Les critiques qui n'en ont pas eu le germe en eux - mêmes, trop foibles pour se former des modeles intellectuels, ont tout rapporté aux modeles existans; c'est ainsi qu'on a jugé Virgile, Lucain, le Tasse, & Milton, sur les regles tracées d'après Homere: Racine & Corneille sur les regles tracées d'après Euripide & Sophocle. Les premiers ont réuni les suffrages de tous les siecles. On en conclut qu'on ne peut plaire qu'en suivant la route qu'ils ont tenue: mais chacun d'eux a suivi une route différente; qu'ont fait les critiques? Ils ont fait, dit l'auteur de la Henriade, comme les Astronomes, qui inventoient tous les jours des cercles imaginaires, & créoient ou anéantissoient un ciel ou deux de crystal à la moindre difficulté. Combien l'esprit didactique, si on vouloit l'en croire, ne retréciroit - il pas la carriere du génie? « Allez au grand, vous dira un critique supérieur, il n'importe par quelle voie », non qu'il permette de négliger l'étude des modeles anciens dans la composition, ni qu'il la néglige lui - même dans sa critique; il vous dira avec Horace,

Vos exemplaria graca Nocturnâ versate manu, versate diurnâ. Mais avec Horace il vous dira aussi, O imitatores, servum pecus. Il ajoûtera, « que votre narration soit claire & noble; que le tissu de votre poëme n'ait rien de forcé; que les extrémités & le milieu se répondent; que les caracteres annoncés se soûtiennent jusqu'au bout. Ecartez de votre action tout détail froid, tout ornement superflu. Intéressez par la suspension des évenemens ou par la surprise qu'ils causent: parlez à l'ame, peignez à l'imagination; pénétrez - vous pour nous toucher ». Il ne vous dira pas « qu'elle soit importante ou non, pourvû que vos personnages soient illustres; car Horace n'exclud que la bassesse des personnages, & dans les deux poëmes d'Homere l'action en elle - même n'a rien de grand (le P. le Bossu, l. II. c. xjx.). Que l'action de votre poëme ne dure pas moins de 40 jours, ni plus d'un an; car celle de l'Iliade dure 40 jours, & l'on peut borner à un an celle de l'Odissée & de l'Enéide; que celle de vos tragédies soit supposée se passer dans une même enceinte; car c'est ainsi que Sophocle & Euripide l'ont pratiqué quelquefois. Gardez - vous de faire un poëme sans merveilleux; car au défaut du merveilleux, le poëme de Lucain n'est pas un poëme épique: mais il vous dira, puisez dans ces modeles & dans la nature l'idée & le sentiment du vrai, du grand, du pathétique, & employez - les suivant l'impulsion de votre génie, & la disposition de vos sujets. Dans la tragédie, l'illusion & l'intérêt, voilà vos regles; sacrifiez tout le reste à la noblesse du dessein & à la hardiesse du pinceau; ne méprisez pas les regles tracées d'après les anciens; car elles renferment des moyens de toucher & de plaire: mais n'en soyez pas esclave; car elles ne renferment que quelques - uns de ces moyens; elles sont bonnes, mais elles ne sont pas exclusives. Le Cid n'est point suivant les regles d'Aristote, & n'en est pas moins une très - belle tragédie. Les unités ne sont observées ni dans Machbet ni dans Otello. Les Anglois n'y pleurent & n'y frémissent pas moins; leur théatre a des grossieretés barbares, mais il a des traits de force & de chaleur qu'une vaine déicatesse & une séverité mal entendue ne nous permettent que d'envier.

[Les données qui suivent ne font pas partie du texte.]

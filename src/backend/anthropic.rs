//! Anthropic connector. HTTP/SSE plumbing grounded in the teacher's
//! `llm::anthropic::AnthropicProvider` (`x-api-key`/`anthropic-version`
//! headers, `/messages` path), retargeted to the canonical model.

use std::sync::Arc;
use std::time::Duration;

use async_trait::async_trait;
use chrono::Utc;

use crate::backend::sse::{sse_events, SseEvent};
use crate::backend::{map_http_error, map_transport_error, ActiveCredential, BackendConnector, BackendStream, ModelListCache};
use crate::canonical::{CanonicalChatRequest, CanonicalChatResponse};
use crate::error::ProxyError;
use crate::translate::anthropic as wire;

const ANTHROPIC_API_BASE: &str = "https://api.anthropic.com/v1";
const ANTHROPIC_VERSION: &str = "2023-06-01";

pub struct AnthropicConnector {
    client: reqwest::Client,
    base_url: String,
    models: ModelListCache,
}

impl AnthropicConnector {
    pub fn new(client: reqwest::Client) -> Self {
        Self {
            client,
            base_url: ANTHROPIC_API_BASE.to_string(),
            models: ModelListCache::default(),
        }
    }

    async fn send(
        &self,
        request: &CanonicalChatRequest,
        credential: &ActiveCredential,
        stream: bool,
    ) -> Result<reqwest::Response, ProxyError> {
        let mut wire_request = wire::request_to_wire(request)?;
        wire_request.stream = Some(stream);

        let response = self
            .client
            .post(format!("{}/messages", self.base_url))
            .header("Content-Type", "application/json")
            .header("x-api-key", &credential.secret)
            .header("anthropic-version", ANTHROPIC_VERSION)
            .json(&wire_request)
            .send()
            .await
            .map_err(|e| map_transport_error("anthropic", &e))?;

        if !response.status().is_success() {
            let status = response.status();
            let retry_after = response
                .headers()
                .get("retry-after")
                .and_then(|v| v.to_str().ok())
                .and_then(|v| v.parse().ok());
            let body = response.text().await.unwrap_or_default();
            return Err(map_http_error("anthropic", status, &body, retry_after));
        }
        Ok(response)
    }
}

#[async_trait]
impl BackendConnector for AnthropicConnector {
    fn name(&self) -> &'static str {
        "anthropic"
    }

    async fn chat_completion(
        &self,
        request: &CanonicalChatRequest,
        credential: &ActiveCredential,
    ) -> Result<CanonicalChatResponse, ProxyError> {
        let response = self.send(request, credential, false).await?;
        let body: serde_json::Value = response
            .json()
            .await
            .map_err(|e| map_transport_error("anthropic", &e))?;

        let blocks = body["content"].as_array().cloned().unwrap_or_default();
        let mut text = String::new();
        let mut tool_calls = Vec::new();
        for block in &blocks {
            match block["type"].as_str() {
                Some("text") => text.push_str(block["text"].as_str().unwrap_or_default()),
                Some("tool_use") => tool_calls.push(crate::canonical::ToolCall {
                    id: block["id"].as_str().unwrap_or_default().to_string(),
                    name: block["name"].as_str().unwrap_or_default().to_string(),
                    arguments: block["input"].clone(),
                }),
                _ => {}
            }
        }

        Ok(CanonicalChatResponse {
            id: body["id"].as_str().unwrap_or_default().to_string(),
            created_unix: Utc::now().timestamp(),
            model: body["model"].as_str().unwrap_or(&request.model).to_string(),
            choices: vec![crate::canonical::Choice {
                index: 0,
                finish_reason: wire::stop_reason_to_finish_reason(
                    body["stop_reason"].as_str().unwrap_or("end_turn"),
                ),
                message: crate::canonical::Message {
                    role: crate::canonical::Role::Assistant,
                    content: crate::canonical::Content::Text(text),
                    tool_call_id: None,
                    tool_calls: if tool_calls.is_empty() { None } else { Some(tool_calls) },
                },
            }],
            usage: crate::canonical::CanonicalUsage {
                prompt_tokens: body["usage"]["input_tokens"].as_u64().unwrap_or(0) as u32,
                completion_tokens: body["usage"]["output_tokens"].as_u64().unwrap_or(0) as u32,
                total_tokens: (body["usage"]["input_tokens"].as_u64().unwrap_or(0)
                    + body["usage"]["output_tokens"].as_u64().unwrap_or(0)) as u32,
            },
        })
    }

    async fn chat_completion_stream(
        &self,
        request: &CanonicalChatRequest,
        credential: &ActiveCredential,
    ) -> Result<BackendStream, ProxyError> {
        let response = self.send(request, credential, true).await?;
        let byte_stream = Box::pin(response.bytes_stream());
        let events = sse_events(byte_stream, Duration::from_secs(30), "anthropic");
        let model = request.model.clone();
        let stream_id = format!("msg_{}", uuid::Uuid::new_v4());
        let created_unix = Utc::now().timestamp();

        Ok(Box::pin(async_stream::stream! {
            let mut events = events;
            use futures::StreamExt;
            // index -> synthesized tool-call id, populated from
            // `content_block_start` events carrying `tool_use` blocks.
            let mut tool_call_ids: std::collections::HashMap<usize, String> = std::collections::HashMap::new();

            while let Some(event) = events.next().await {
                let data = match event? {
                    SseEvent::Done => break,
                    SseEvent::Data(d) => d,
                };
                let envelope: serde_json::Value = match serde_json::from_str(&data) {
                    Ok(v) => v,
                    Err(e) => {
                        yield Err(ProxyError::UpstreamProtocol {
                            backend: "anthropic".into(),
                            message: e.to_string(),
                        });
                        continue;
                    }
                };
                match envelope["type"].as_str() {
                    Some("content_block_start") => {
                        if let Ok(start) = serde_json::from_value::<wire::ContentBlockStart>(envelope.clone()) {
                            if let wire::AnthropicContentBlock::ToolUse { id, .. } = &start.content_block {
                                tool_call_ids.insert(start.index, id.clone());
                            }
                        }
                    }
                    Some("content_block_delta") => {
                        if let Ok(delta_event) = serde_json::from_value::<wire::ContentBlockDelta>(envelope.clone()) {
                            let tool_id = tool_call_ids.get(&delta_event.index).map(String::as_str);
                            yield Ok(wire::content_block_delta_to_canonical(
                                delta_event,
                                tool_id,
                                &stream_id,
                                &model,
                                created_unix,
                            ));
                        }
                    }
                    Some("message_delta") => {
                        if let Some(stop_reason) = envelope["delta"]["stop_reason"].as_str() {
                            yield Ok(crate::canonical::StreamChunk {
                                id: stream_id.clone(),
                                created_unix,
                                model: model.clone(),
                                choices: vec![crate::canonical::ChoiceDelta {
                                    index: 0,
                                    delta: crate::canonical::Delta::default(),
                                    finish_reason: Some(wire::stop_reason_to_finish_reason(stop_reason)),
                                }],
                                usage: None,
                            });
                        }
                    }
                    _ => {}
                }
            }
        }))
    }

    async fn health(&self, credential: &ActiveCredential) -> Result<(), ProxyError> {
        let response = self
            .client
            .get(format!("{}/models", self.base_url))
            .header("x-api-key", &credential.secret)
            .header("anthropic-version", ANTHROPIC_VERSION)
            .send()
            .await
            .map_err(|e| map_transport_error("anthropic", &e))?;
        if response.status().is_success() {
            Ok(())
        } else {
            Err(map_http_error("anthropic", response.status(), "", None))
        }
    }

    async fn list_models(&self, credential: &ActiveCredential) -> Result<Vec<String>, ProxyError> {
        let client = self.client.clone();
        let base_url = self.base_url.clone();
        let secret = credential.secret.clone();
        self.models
            .get_or_fetch(|| async move {
                let response = client
                    .get(format!("{base_url}/models"))
                    .header("x-api-key", &secret)
                    .header("anthropic-version", ANTHROPIC_VERSION)
                    .send()
                    .await
                    .map_err(|e| map_transport_error("anthropic", &e))?;
                let body: serde_json::Value = response
                    .json()
                    .await
                    .map_err(|e| map_transport_error("anthropic", &e))?;
                Ok(body["data"]
                    .as_array()
                    .map(|arr| {
                        arr.iter()
                            .filter_map(|m| m["id"].as_str().map(str::to_string))
                            .collect()
                    })
                    .unwrap_or_default())
            })
            .await
    }
}

pub fn new_connector(client: reqwest::Client) -> Arc<dyn BackendConnector> {
    Arc::new(AnthropicConnector::new(client))
}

Dans le poëme épique, passez - vous du merveil<cb-> leux comme Lucain, si comme lui vous avéz de grands hommes à faire parler & agir. Imitez l'élevation de ce poëte, évitez son enflure, & laissez donner à votre poëme le nom qu'il plaira à ceux qui disputent sur les mots. Faites durer votre action le tems qu'elle a dû naturellement durer; pourvû qu'elle soit une, pleine, & intéressante, elle finira trop tôt. Fondez la grandeur de vos personnages sur leur caractere, & non sur leurs titres; un grand nom n'annoblit point une action, comme une action héroïque annoblira le nom le plus obscur. En un mot, touchez comme Euripide, étonnez comme Sophocle, peignez comme Homere, & composez d'après vous. Ces maîtres n'ont point eu de regles, ils n'en ont été que plus grands, & ils n'ont acquis le droit de commander, que parce qu'ils n'ont jamais obéi. Il en est tout autrement en Littérature qu'en Politique, le talent qui a besoin de subir des lois n'en donnera jamais ».

C'est ainsi que le critique supérieur laisse au génie toute sa liberté; il ne lui demande que de grandes choses, & il l'encourage à les produire. Le critique subalterne l'accoûtume au joug des regles, il n'en exige que l'exactitude, & il n'en tire qu'une obéissance froide & qu'une servile imitation. C'est de cette espece de critique, qu'un auteur que nous ne saurions assez citer en fait de goût, a dit, ils ont laborieusement écrit des volumes sur quelques lignes que l'imagination des poëtes a créées en se jouant.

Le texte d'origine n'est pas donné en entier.